Photo: Penny Cota ringing the bell at the cancer centre, to mark the end of her treatment.

This year the Central Frontenac Relay for Life will have an extra meaning for Penny Cota.

She has participated in the relay each time it has been held in Parham, helping out with the cooking and other activities, and she was at the relay for a while last June, but at that time her participation was limited mostly to the Luminaria lap, her favorite part of the event.

During last year’s relay Penny was in the midst of her own cancer treatments, but this year she is feeling quite a bit stronger, and is looking forward not just to the Luminaria lap but to the Survivors' lap as well, for which she is one of the organizers as well as a participant.

Penny spent most of 2011 in treatment for breast cancer.

In retrospect she realizes that the whole thing started for her back in August of 2010 when she contracted mastitis, which is rare for women who are not breastfeeding. One thing led to another, and finally in January Penny decided to take a mammogram, which led her to Hotel Dieu hospital. The mammogram led to a biopsy, but Penny still wasn’t worried, the nurses had been reassuring.

That all changed late on a Thursday afternoon. Penny was home with her son and father-in-law after working all day at the Child Centre in Sharbot Lake where she is a play group co-ordinator. The phone rang and it was the Family Health Team calling.

“They told me I had cancer, that I had an appointment with my cancer nurses at Hotel Dieu the following Tuesday, and with my surgeon that Friday. I phoned Tim [her husband] at work and said, 'It’s not good news. You’d better come home'. We took our son Will to his hockey game that night.
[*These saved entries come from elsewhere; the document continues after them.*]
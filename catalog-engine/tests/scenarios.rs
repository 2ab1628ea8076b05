//! The six literal scenarios and the boundary behaviors named in spec §8,
//! run against an in-memory `catalog-storage` database.

use std::collections::BTreeMap;

use catalog_core::errors::CatalogError;
use catalog_core::traits::{
    AccountDirectory, NullReplicaEngine, NullRuleEngine, PermissiveAccountDirectory,
    RecordingMessageSink,
};
use catalog_core::types::{DidKey, DidType};
use catalog_core::CatalogConfig;
use catalog_storage::queries::{association_history, associations, dids, scopes};
use catalog_storage::DatabaseManager;

use catalog_engine::attach::{attach_dids_to_dids, Attachment, ChildAttachment};
use catalog_engine::delete::{delete_dids, DeleteInput};
use catalog_engine::entity::{new_collection, new_file};
use catalog_engine::set_status::close;

const NOW: i64 = 1_700_000_000;

fn open_db() -> DatabaseManager {
    DatabaseManager::open_in_memory().expect("in-memory db")
}

fn child(scope: &str, name: &str, bytes: Option<i64>, events: Option<i64>) -> ChildAttachment {
    ChildAttachment {
        scope: scope.to_string(),
        name: name.to_string(),
        bytes,
        adler32: None,
        md5: None,
        guid: None,
        events,
        extra: BTreeMap::new(),
    }
}

/// Scenario 1: dataset with 2 files, closed, aggregates resolved.
#[test]
fn create_dataset_with_two_files_and_close() {
    let mut db = open_db();
    let mut tx = db.begin().expect("begin");

    scopes::register_scope(tx.raw(), "S", "root", None).unwrap();
    dids::insert_did(tx.raw(), &new_file("S", "f1", "root", Some(10), None, None, None, Some(3), false, NOW, BTreeMap::new())).unwrap();
    dids::insert_did(tx.raw(), &new_file("S", "f2", "root", Some(20), None, None, None, Some(7), false, NOW, BTreeMap::new())).unwrap();
    dids::insert_did(tx.raw(), &new_collection("S", "D", DidType::Dataset, "root", NOW, BTreeMap::new())).unwrap();

    let sink = RecordingMessageSink::new();
    attach_dids_to_dids(
        &mut tx,
        &[Attachment {
            parent: DidKey::new("S", "D"),
            children: vec![child("S", "f1", Some(10), Some(3)), child("S", "f2", Some(20), Some(7))],
            rse_id: None,
        }],
        "root",
        false,
        &NullReplicaEngine,
        &sink,
        NOW,
    )
    .expect("attach");

    let config = CatalogConfig::default();
    close(&mut tx, &DidKey::new("S", "D"), &config, &NullRuleEngine, &sink, NOW + 10).expect("close");

    let did = dids::get_did(tx.raw(), &DidKey::new("S", "D")).unwrap().expect("dataset exists");
    assert_eq!(did.length, Some(2));
    assert_eq!(did.bytes, Some(30));
    assert_eq!(did.events, Some(10));
    assert!(!did.is_open);
}

/// Scenario 2: attaching a CONTAINER under its own descendant is rejected.
#[test]
fn cycle_rejection() {
    let mut db = open_db();
    let mut tx = db.begin().expect("begin");
    scopes::register_scope(tx.raw(), "S", "root", None).unwrap();
    dids::insert_did(tx.raw(), &new_collection("S", "C1", DidType::Container, "root", NOW, BTreeMap::new())).unwrap();
    dids::insert_did(tx.raw(), &new_collection("S", "C2", DidType::Container, "root", NOW, BTreeMap::new())).unwrap();

    let sink = RecordingMessageSink::new();
    attach_dids_to_dids(
        &mut tx,
        &[Attachment {
            parent: DidKey::new("S", "C1"),
            children: vec![child("S", "C2", None, None)],
            rse_id: None,
        }],
        "root",
        false,
        &NullReplicaEngine,
        &sink,
        NOW,
    )
    .expect("first attach succeeds");

    let err = attach_dids_to_dids(
        &mut tx,
        &[Attachment {
            parent: DidKey::new("S", "C2"),
            children: vec![child("S", "C1", None, None)],
            rse_id: None,
        }],
        "root",
        false,
        &NullReplicaEngine,
        &sink,
        NOW,
    )
    .unwrap_err();
    assert!(matches!(err, CatalogError::UnsupportedOperation { .. }));
}

/// Scenario 3: a CONTAINER's children must all share one type.
#[test]
fn mixed_type_container_rejection() {
    let mut db = open_db();
    let mut tx = db.begin().expect("begin");
    scopes::register_scope(tx.raw(), "S", "root", None).unwrap();
    dids::insert_did(tx.raw(), &new_collection("S", "C", DidType::Container, "root", NOW, BTreeMap::new())).unwrap();
    dids::insert_did(tx.raw(), &new_collection("S", "D", DidType::Dataset, "root", NOW, BTreeMap::new())).unwrap();
    dids::insert_did(tx.raw(), &new_collection("S", "C2", DidType::Container, "root", NOW, BTreeMap::new())).unwrap();

    let sink = RecordingMessageSink::new();
    attach_dids_to_dids(
        &mut tx,
        &[Attachment {
            parent: DidKey::new("S", "C"),
            children: vec![child("S", "D", None, None)],
            rse_id: None,
        }],
        "root",
        false,
        &NullReplicaEngine,
        &sink,
        NOW,
    )
    .expect("dataset child accepted");

    let err = attach_dids_to_dids(
        &mut tx,
        &[Attachment {
            parent: DidKey::new("S", "C"),
            children: vec![child("S", "C2", None, None)],
            rse_id: None,
        }],
        "root",
        false,
        &NullReplicaEngine,
        &sink,
        NOW,
    )
    .unwrap_err();
    assert!(matches!(err, CatalogError::UnsupportedOperation { .. }));
}

/// Scenario 4: attaching a FILE whose bytes disagree with the stored FILE.
#[test]
fn file_consistency_mismatch() {
    let mut db = open_db();
    let mut tx = db.begin().expect("begin");
    scopes::register_scope(tx.raw(), "S", "root", None).unwrap();
    dids::insert_did(tx.raw(), &new_file("S", "f1", "root", Some(10), None, None, None, None, false, NOW, BTreeMap::new())).unwrap();
    dids::insert_did(tx.raw(), &new_collection("S", "D", DidType::Dataset, "root", NOW, BTreeMap::new())).unwrap();

    let sink = RecordingMessageSink::new();
    let err = attach_dids_to_dids(
        &mut tx,
        &[Attachment {
            parent: DidKey::new("S", "D"),
            children: vec![child("S", "f1", Some(99), None)],
            rse_id: None,
        }],
        "root",
        false,
        &NullReplicaEngine,
        &sink,
        NOW,
    )
    .unwrap_err();
    assert!(matches!(err, CatalogError::FileConsistencyMismatch { .. }));
}

/// Scenario 5: `list_expired_dids` shards 1000 DIDs across 4 disjoint,
/// exhaustive worker sets.
#[test]
fn expired_did_shard_coverage() {
    let mut db = open_db();
    let mut tx = db.begin().expect("begin");
    scopes::register_scope(tx.raw(), "S", "root", None).unwrap();

    for i in 0..1000 {
        let f = new_file(
            "S",
            format!("f{i}"),
            "root",
            Some(1),
            None,
            None,
            None,
            None,
            false,
            NOW,
            BTreeMap::new(),
        );
        dids::insert_did(tx.raw(), &f).unwrap();
        let key = DidKey::new("S", format!("f{i}"));
        dids::set_expiry(tx.raw(), &key, NOW - 3600).unwrap();
    }

    let mut union = std::collections::HashSet::new();
    let mut total = 0;
    for worker in 0..4u64 {
        let batch =
            catalog_engine::scan::list_expired_dids(&tx, worker, 4, 2000, &NullRuleEngine).unwrap();
        for expired in &batch {
            assert!(union.insert(expired.key.clone()), "disjoint across workers");
        }
        total += batch.len();
    }
    assert_eq!(total, 1000);
}

/// Scenario 6: deleting a dataset with an existing parent container defers
/// terminal removal (Phase F early-exit) but still detaches it.
#[test]
fn delete_with_existing_parent_defers_removal() {
    let mut db = open_db();
    let mut tx = db.begin().expect("begin");
    scopes::register_scope(tx.raw(), "S", "root", None).unwrap();
    dids::insert_did(tx.raw(), &new_collection("S", "D", DidType::Dataset, "root", NOW, BTreeMap::new())).unwrap();
    dids::insert_did(tx.raw(), &new_collection("S", "C", DidType::Container, "root", NOW, BTreeMap::new())).unwrap();

    let sink = RecordingMessageSink::new();
    attach_dids_to_dids(
        &mut tx,
        &[Attachment {
            parent: DidKey::new("S", "C"),
            children: vec![child("S", "D", None, None)],
            rse_id: None,
        }],
        "root",
        false,
        &NullReplicaEngine,
        &sink,
        NOW,
    )
    .expect("attach dataset under container");

    let config = CatalogConfig::default();
    delete_dids(
        &mut tx,
        &[DeleteInput {
            key: DidKey::new("S", "D"),
            did_type: DidType::Dataset,
            purge_replicas: true,
        }],
        "root",
        false,
        &config,
        &NullRuleEngine,
        &catalog_core::traits::InMemoryMetadataPlugin::new(),
        &sink,
        NOW + 100,
    )
    .expect("delete defers");

    let history = association_history::count_for_parent(tx.raw(), "S", "C").unwrap();
    assert_eq!(history, 1);
    assert!(associations::get_association(tx.raw(), &DidKey::new("S", "C"), &DidKey::new("S", "D")).unwrap().is_none());

    let survivor = dids::get_did(tx.raw(), &DidKey::new("S", "D")).unwrap();
    assert!(survivor.is_some(), "dataset row survives Phase F early-exit");
}

/// Round-trip: attach then detach leaves the Association set unchanged
/// and produces one history row per child.
#[test]
fn attach_then_detach_round_trip() {
    let mut db = open_db();
    let mut tx = db.begin().expect("begin");
    scopes::register_scope(tx.raw(), "S", "root", None).unwrap();
    dids::insert_did(tx.raw(), &new_file("S", "f1", "root", Some(1), None, None, None, None, false, NOW, BTreeMap::new())).unwrap();
    dids::insert_did(tx.raw(), &new_collection("S", "D", DidType::Dataset, "root", NOW, BTreeMap::new())).unwrap();

    let sink = RecordingMessageSink::new();
    attach_dids_to_dids(
        &mut tx,
        &[Attachment {
            parent: DidKey::new("S", "D"),
            children: vec![child("S", "f1", Some(1), None)],
            rse_id: None,
        }],
        "root",
        false,
        &NullReplicaEngine,
        &sink,
        NOW,
    )
    .unwrap();

    assert_eq!(associations::count_children(tx.raw(), &DidKey::new("S", "D")).unwrap(), 1);

    catalog_engine::detach::detach(&mut tx, &DidKey::new("S", "D"), &[DidKey::new("S", "f1")], &sink, NOW + 5).unwrap();

    assert_eq!(associations::count_children(tx.raw(), &DidKey::new("S", "D")).unwrap(), 0);
    assert_eq!(association_history::count_for_parent(tx.raw(), "S", "D").unwrap(), 1);
}

/// Boundary: attaching to a closed DATASET is rejected.
#[test]
fn attach_to_closed_dataset_rejected() {
    let mut db = open_db();
    let mut tx = db.begin().expect("begin");
    scopes::register_scope(tx.raw(), "S", "root", None).unwrap();
    dids::insert_did(tx.raw(), &new_file("S", "f1", "root", Some(1), None, None, None, None, false, NOW, BTreeMap::new())).unwrap();
    dids::insert_did(tx.raw(), &new_collection("S", "D", DidType::Dataset, "root", NOW, BTreeMap::new())).unwrap();

    let config = CatalogConfig::default();
    let sink = RecordingMessageSink::new();
    close(&mut tx, &DidKey::new("S", "D"), &config, &NullRuleEngine, &sink, NOW).unwrap();

    let err = attach_dids_to_dids(
        &mut tx,
        &[Attachment {
            parent: DidKey::new("S", "D"),
            children: vec![child("S", "f1", Some(1), None)],
            rse_id: None,
        }],
        "root",
        false,
        &NullReplicaEngine,
        &sink,
        NOW,
    )
    .unwrap_err();
    assert!(matches!(err, CatalogError::UnsupportedOperation { .. }));
}

/// `NullRuleEngine`/`PermissiveAccountDirectory`/`AccountDirectory` are
/// exercised indirectly by `delete_dids`/`create_reports`; this asserts
/// the trait object plumbing actually compiles and runs for a plain
/// account lookup, independent of the engine.
#[test]
fn permissive_account_directory_smoke() {
    let dir = PermissiveAccountDirectory;
    assert!(dir.account_exists("root").unwrap());
    assert_eq!(dir.account_email("root").unwrap(), None);
}
//! `follow_events` table queries — the per-account digest queue (spec
//! §4.9 `trigger_event` / `create_reports`).

use catalog_core::errors::StorageError;
use catalog_core::types::{DidType, FollowEvent};
use rusqlite::{params, Row, Transaction};

use crate::connection::sqe;

fn row_to_event(row: &Row<'_>) -> rusqlite::Result<FollowEvent> {
    let did_type_s: String = row.get("did_type")?;
    Ok(FollowEvent {
        scope: row.get("scope")?,
        name: row.get("name")?,
        account: row.get("account")?,
        did_type: DidType::from_str_opt(&did_type_s).unwrap_or(DidType::Dataset),
        event_type: row.get("event_type")?,
        payload: row.get("payload")?,
        created_at: row.get("created_at")?,
    })
}

/// Record one event for later digest delivery (spec §4.9 `trigger_event`).
pub fn insert_event(tx: &Transaction<'_>, event: &FollowEvent) -> Result<(), StorageError> {
    tx.execute(
        "INSERT INTO follow_events (scope, name, account, did_type, event_type, payload, created_at) \
         VALUES (?1,?2,?3,?4,?5,?6,?7)",
        params![
            event.scope,
            event.name,
            event.account,
            event.did_type.as_str(),
            event.event_type,
            event.payload,
            event.created_at,
        ],
    )
    .map_err(sqe)?;
    Ok(())
}

/// Read the pending digest for one account, without clearing it (spec
/// §9's resolution of the `create_reports` ordering concern: deletion is
/// batched after the digest message is successfully enqueued, not
/// row-by-row inside the same loop that reads them).
pub fn list_events_for_account(
    tx: &Transaction<'_>,
    account: &str,
) -> Result<Vec<FollowEvent>, StorageError> {
    let mut stmt = tx
        .prepare_cached(
            "SELECT scope, name, account, did_type, event_type, payload, created_at \
             FROM follow_events WHERE account = ?1 ORDER BY created_at ASC",
        )
        .map_err(sqe)?;
    let rows = stmt.query_map(params![account], row_to_event).map_err(sqe)?;
    let mut out = Vec::new();
    for row in rows {
        out.push(row.map_err(sqe)?);
    }
    Ok(out)
}

/// Clear an account's pending digest after it has been successfully
/// handed to the `MessageSink`.
pub fn delete_events_for_account(tx: &Transaction<'_>, account: &str) -> Result<(), StorageError> {
    tx.execute("DELETE FROM follow_events WHERE account = ?1", params![account])
        .map_err(sqe)?;
    Ok(())
}

/// Distinct accounts with at least one pending event (spec §4.9
/// `create_reports`: iterate accounts with queued events).
pub fn list_accounts_with_pending_events(tx: &Transaction<'_>) -> Result<Vec<String>, StorageError> {
    let mut stmt = tx
        .prepare_cached("SELECT DISTINCT account FROM follow_events")
        .map_err(sqe)?;
    let rows = stmt.query_map([], |row| row.get::<_, String>(0)).map_err(sqe)?;
    let mut out = Vec::new();
    for row in rows {
        out.push(row.map_err(sqe)?);
    }
    Ok(out)
}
I didn’t know what to think.”

The shock of the news led to a series of meetings, two surgeries, chemotherapy for 16 weeks between May and August, and radiation treatments in September and October.

Penny ended up taking time off from her job, partly because her doctors were afraid that during chemotherapy and radiation Penny’s immunities were low and exposure to young children was a threat to her well being, and partly because of the impact of the treatments themselves.

But she carried on, making sure Will made it to all of his hockey and baseball and soccer games, and maintaining her habitual 5 km walks whenever possible.

“The only real fight I had with Dr. Lofters, my doctor at the cancer centre, was over the Canada Day Walk in Sharbot Lake. He didn’t want me to do it, but I told him I was already walking the same distance all the time. ‘OK, as long as you just stroll,’ he said. I told him I don’t stroll, when I walk I walk,” Penny said.

When her hair was going to fall out during chemotherapy treatments, she was told she had to hurry and get fitted for a wig.

“It was summer time, it was hot; the last thing I wanted was a wig. I was sitting at the computer one evening and my hair started falling out. I told Tim it was time to shave my head, and that was that.”

Although Penny had a lot of support from family and friends, she did make use of some of the services offered by the cancer society, including the transportation service, when she was undergoing daily radiation treatments.

“I was lucky that I wasn’t that sick during treatments, and that Tim, Will and I had so much support, but even so, having support from the cancer centre and the cancer society was important,” she said.

Her treatments ended on October 15, and all the test results since then have come up clean. She will undergo mammograms and will meet regularly with her oncologist and her radiation doctor for five years to make sure the cancer does not come back.

Penny went back to work on November 15, but before that she went to an organizers' meeting for the 2012 Relay.

“I just wanted to see what it was like. I really didn’t have time to spare because of my other commitments, but I went back to the second meeting and said alright I’ll go on the committee. They asked if I was going to do food, which is what I always do, but I said I wanted to help out with the Survivors.”

When the Survivor lap starts up on June 15 at the Parham fairgrounds, Penny Cota will be rushing around making sure all the Survivors are well taken care, and then she will be joining them for the lap.

“Every dollar raised at the relay is going to make a difference for somebody, whether today or tomorrow or a few months down the road. For everyone to see me there is to see that another person has beaten cancer, and there is some power in that.”